Malick’s new film, The New World bears a lot of his stylistic and narrative character, which is unlike anyone else working in the relative mainstream of American film-making. Malick often shoots entirely in natural light and has an amazing eye for the natural landscapes, both flora and fauna. In thinking back about The Thin Red Line, often my head is primarily filled with the images of the north Australian jungle. And here again, the Virginia river land that the native people inhabit is amazingly photographed and bears so heavily on the subject matter. This tough, beautiful “new world” is seen through many sets of eyes, the natives, the English settlers, Malick’s, and the audience, both as the past and the present.

It strikes me what a significant story this is to tell, the initial meetings with a civilization that will be eventually decimated. The landing of an ignorant, though not intentionally evil, civilization.
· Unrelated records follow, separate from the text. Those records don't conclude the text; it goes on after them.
use std::collections::HashMap;
use std::sync::{Arc, Weak};
use std::time::Duration;

use anyhow::Context;
use tracing::{debug, error, info};

use wisp_core::{ScriptError, Value};
use wisp_events::{EventBus, ListenerId};
use wisp_scheduler::{Scheduler, TaskId};
use wisp_scripting_host::{ModuleLoader, SandboxPolicy, ScriptEngine};

use crate::config::HostConfig;

/// The assembled script host: engine, sandbox, module loader, event bus,
/// and scheduler wired together, with the script-facing host functions
/// (`require`, `on`, `emit`, `set_timeout`, ...) installed into the
/// engine's registry.
///
/// Embedders register their own host functions through
/// [`ScriptHost::engine`] before any scripts run, publish host-side
/// occurrences through [`ScriptHost::events`], and defer host-side work
/// through [`ScriptHost::scheduler`].
pub struct ScriptHost {
    engine: Arc<ScriptEngine>,
    sandbox: SandboxPolicy,
    modules: Arc<ModuleLoader>,
    events: Arc<EventBus>,
    scheduler: Arc<Scheduler>,
    shutdown_grace: Duration,
}

impl ScriptHost {
    pub fn new(config: HostConfig) -> anyhow::Result<Self> {
        let engine = Arc::new(ScriptEngine::new());
        Self::with_engine(engine, config)
    }

    /// Assemble around an existing engine (e.g. one with a custom
    /// evaluator).
    pub fn with_engine(engine: Arc<ScriptEngine>, config: HostConfig) -> anyhow::Result<Self> {
        let modules = Arc::new(ModuleLoader::new(Arc::clone(&engine)));
        let events =
            Arc::new(EventBus::new(config.event_workers).context("Failed to create event bus")?);
        let scheduler = Arc::new(
            Scheduler::new(config.scheduler_workers).context("Failed to create scheduler")?,
        );

        let host = Self {
            engine,
            sandbox: config.sandbox.to_policy(),
            modules,
            events,
            scheduler,
            shutdown_grace: config.shutdown_grace(),
        };
        host.install_bindings();
        info!(target: "scripting", "Script host assembled (engine available: {})", host.engine.is_available());
        Ok(host)
    }

    pub fn engine(&self) -> &Arc<ScriptEngine> {
        &self.engine
    }

    pub fn modules(&self) -> &Arc<ModuleLoader> {
        &self.modules
    }

    pub fn events(&self) -> &Arc<EventBus> {
        &self.events
    }

    pub fn scheduler(&self) -> &Arc<Scheduler> {
        &self.scheduler
    }

    pub fn sandbox(&self) -> &SandboxPolicy {
        &self.sandbox
    }

    /// Execute trusted code directly on the engine.
    pub fn execute(&self, code: &str) -> Result<Value, ScriptError> {
        self.engine.execute(code)
    }

    /// Execute untrusted code through the sandbox policy, with its
    /// wall-clock timeout enforced on a worker thread.
    pub fn execute_sandboxed(&self, code: &str) -> Result<Value, ScriptError> {
        self.sandbox.execute_with_timeout(&self.engine, code)
    }

    /// Drain both worker pools within the configured grace period, then
    /// force-stop them.
    pub fn shutdown(&self) {
        debug!(target: "scripting", "Shutting down script host");
        self.scheduler.shutdown(self.shutdown_grace);
        self.events.shutdown(self.shutdown_grace);
    }

    /// Install the script-facing bindings. Deferred and event-triggered
    /// script work is stored as source text and re-executed through the
    /// engine when due: evaluation contexts are single-use, so script
    /// closures cannot outlive the call that created them.
    ///
    /// The closures hold weak references back to the host's services; the
    /// strong edges all point away from the engine, so dropping the host
    /// tears everything down.
    fn install_bindings(&self) {
        self.install_require();
        self.install_event_bindings();
        self.install_timer_bindings();
        self.install_log();
    }

    fn install_require(&self) {
        let modules = Arc::downgrade(&self.modules);
        self.engine.register_function(
            "require",
            Arc::new(move |args| {
                let modules = upgrade(&modules, "require")?;
                let name = arg_string(args, 0, "require", "module name")?;
                modules.load(&name)
            }),
        );
    }

    fn install_event_bindings(&self) {
        let events = Arc::downgrade(&self.events);
        let engine = Arc::downgrade(&self.engine);
        self.engine.register_function(
            "on",
            Arc::new(move |args| {
                let events = upgrade(&events, "on")?;
                let engine = upgrade(&engine, "on")?;
                let event_name = arg_string(args, 0, "on", "event name")?;
                let source = arg_string(args, 1, "on", "handler source")?;

                // The listener owns the engine: the bus may outlive the
                // registration call by a long way.
                let id = events.add_listener(
                    &event_name,
                    Arc::new(move |event| {
                        let mut vars = HashMap::new();
                        vars.insert("event".to_string(), event_to_value(event));
                        engine
                            .execute_with_vars(&source, vars)
                            .map(|_| ())
                            .map_err(anyhow::Error::from)
                    }),
                );
                Ok(Value::Number(id.raw() as f64))
            }),
        );

        let events = Arc::downgrade(&self.events);
        self.engine.register_function(
            "off",
            Arc::new(move |args| {
                let events = upgrade(&events, "off")?;
                let event_name = arg_string(args, 0, "off", "event name")?;
                let id = arg_number(args, 1, "off", "listener id")?;
                let removed =
                    events.remove_listener(&event_name, ListenerId::from_raw(id as u64));
                Ok(Value::Bool(removed))
            }),
        );

        for (binding, mode) in [
            ("emit", EmitMode::Sync),
            ("emit_async", EmitMode::Async),
            ("emit_wait", EmitMode::Wait),
        ] {
            let events = Arc::downgrade(&self.events);
            self.engine.register_function(
                binding,
                Arc::new(move |args| {
                    let events = upgrade(&events, binding)?;
                    let event_name = arg_string(args, 0, binding, "event name")?;
                    let payload = args[1..].to_vec();
                    match mode {
                        EmitMode::Sync => events.emit(&event_name, payload),
                        EmitMode::Async => events.emit_async(&event_name, payload),
                        EmitMode::Wait => events.emit_wait(&event_name, payload),
                    }
                    Ok(Value::Null)
                }),
            );
        }

        let events = Arc::downgrade(&self.events);
        self.engine.register_function(
            "set_metadata",
            Arc::new(move |args| {
                let events = upgrade(&events, "set_metadata")?;
                let key = arg_string(args, 0, "set_metadata", "key")?;
                let value = args.get(1).cloned().unwrap_or(Value::Null);
                events.set_metadata(key, value);
                Ok(Value::Null)
            }),
        );
    }

    fn install_timer_bindings(&self) {
        for (binding, repeating) in [("set_timeout", false), ("set_interval", true)] {
            let scheduler = Arc::downgrade(&self.scheduler);
            let engine = Arc::downgrade(&self.engine);
            self.engine.register_function(
                binding,
                Arc::new(move |args| {
                    let scheduler = upgrade(&scheduler, binding)?;
                    let engine = upgrade(&engine, binding)?;
                    let source = arg_string(args, 0, binding, "source")?;
                    let millis = arg_number(args, 1, binding, "delay in milliseconds")?;
                    if !millis.is_finite() || millis < 0.0 {
                        return Err(ScriptError::execution(format!(
                            "{binding}: delay must be a non-negative number"
                        )));
                    }

                    let callable: wisp_scheduler::TaskFn = Arc::new(move || {
                        if let Err(e) = engine.execute(&source) {
                            error!(target: "scheduler", "Deferred script failed: {e}");
                        }
                    });

                    let delay = Duration::from_millis(millis as u64);
                    let id = if repeating {
                        scheduler.schedule_repeating(callable, delay)
                    } else {
                        scheduler.schedule_once(callable, delay)
                    };
                    Ok(Value::Number(id.raw() as f64))
                }),
            );
        }

        let scheduler = Arc::downgrade(&self.scheduler);
        self.engine.register_function(
            "clear_timer",
            Arc::new(move |args| {
                let scheduler = upgrade(&scheduler, "clear_timer")?;
                let id = arg_number(args, 0, "clear_timer", "task id")?;
                Ok(Value::Bool(scheduler.cancel(TaskId::from_raw(id as u64))))
            }),
        );
    }

    fn install_log(&self) {
        self.engine.register_function(
            "log",
            Arc::new(|args| {
                let level = arg_string(args, 0, "log", "level")?;
                let message = args
                    .get(1)
                    .map(ToString::to_string)
                    .unwrap_or_default();
                match level.as_str() {
                    "debug" => debug!(target: "script", "{message}"),
                    "warn" => tracing::warn!(target: "script", "{message}"),
                    "error" => error!(target: "script", "{message}"),
                    _ => info!(target: "script", "{message}"),
                }
                Ok(Value::Null)
            }),
        );
    }
}

impl Drop for ScriptHost {
    fn drop(&mut self) {
        self.scheduler.cancel_all();
    }
}

#[derive(Clone, Copy)]
enum EmitMode {
    Sync,
    Async,
    Wait,
}

fn upgrade<T>(weak: &Weak<T>, binding: &str) -> Result<Arc<T>, ScriptError> {
    weak.upgrade()
        .ok_or_else(|| ScriptError::execution(format!("{binding}: script host is shut down")))
}

/// Render an event for a script handler: name, ordered args, metadata.
fn event_to_value(event: &wisp_events::Event) -> Value {
    let mut rendered = HashMap::new();
    rendered.insert("name".to_string(), Value::String(event.name.clone()));
    rendered.insert("args".to_string(), Value::Sequence(event.args.clone()));
    rendered.insert(
        "metadata".to_string(),
        Value::Mapping(event.metadata.clone()),
    );
    Value::Mapping(rendered)
}

fn arg_string(
    args: &[Value],
    index: usize,
    binding: &str,
    what: &str,
) -> Result<String, ScriptError> {
    match args.get(index) {
        Some(Value::String(s)) => Ok(s.clone()),
        other => Err(ScriptError::execution(format!(
            "{binding}: expected {what} as argument {index}, got {}",
            other.map_or("nothing", Value::kind)
        ))),
    }
}

fn arg_number(
    args: &[Value],
    index: usize,
    binding: &str,
    what: &str,
) -> Result<f64, ScriptError> {
    match args.get(index) {
        Some(Value::Number(n)) => Ok(*n),
        other => Err(ScriptError::execution(format!(
            "{binding}: expected {what} as argument {index}, got {}",
            other.map_or("nothing", Value::kind)
        ))),
    }
}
The story for the modern audience is one loaded with foreknowledge (assuming that one’s understanding of history is at least basic.) And it’s not surprising that the narrative of Captain Smith and Pocahontas (though she is never referred to by that name until the credits roll) is a striking human story that resonates throughout our changing perspectives on the history.

I am guessing, though I do not know, that this story is trying to adhere to the better knowledge that is currently available on the subject. From Pocahontas’ perspective, which this film might well have at its core, the move from the natural forest and encampments to the rough-hewn buildings and forts of the newcomers, she moves ultimately to England and the vast evolution of architecture and the management of nature. In the English gardens, the trees are all cut and lined in uniform rows and the hedges are shaped. The landscape is tamed. The churches huge and ornate. Pocahontas moves from very sexy little outfits of animal hides to the corseted heaviness of the period’s European couture.

Q’Orianka Kilcher, who plays Pocahontas, is stunning. Malick and his camera adore her. She represents the beauty and humanity of the native culture, and perhaps more deeply than that the conflict between her culture and that of the European settlers as she is excommunicated from her father’s tribe and is assimilated by the English.

There is a lot here, so much so, that I am not really getting my head around it. I think that the film addresses a lot and that this is a monumental subject. The film has a somewhat stream-of-consciousness about it, with voice-overs from each of the main characters, internalizing moments, experiences, views. The narrative is ultimately fairly straightforward but is delivered in a loose-knit way that feels that it is not attempting at being definitive, but perhaps more personal and open.

It’s an honest endeavor, and there are admirable and beautiful things about it, but I think that the film is a bit of a mixed bag ultimately. I think in many ways it’s an ambitious subject, approached on a more human level, somewhat visceral, though I am not sure that it’s 100% successful. I don’t know what to fault for it, since I think much of it was quite strong. I don’t know. Maybe time will tell.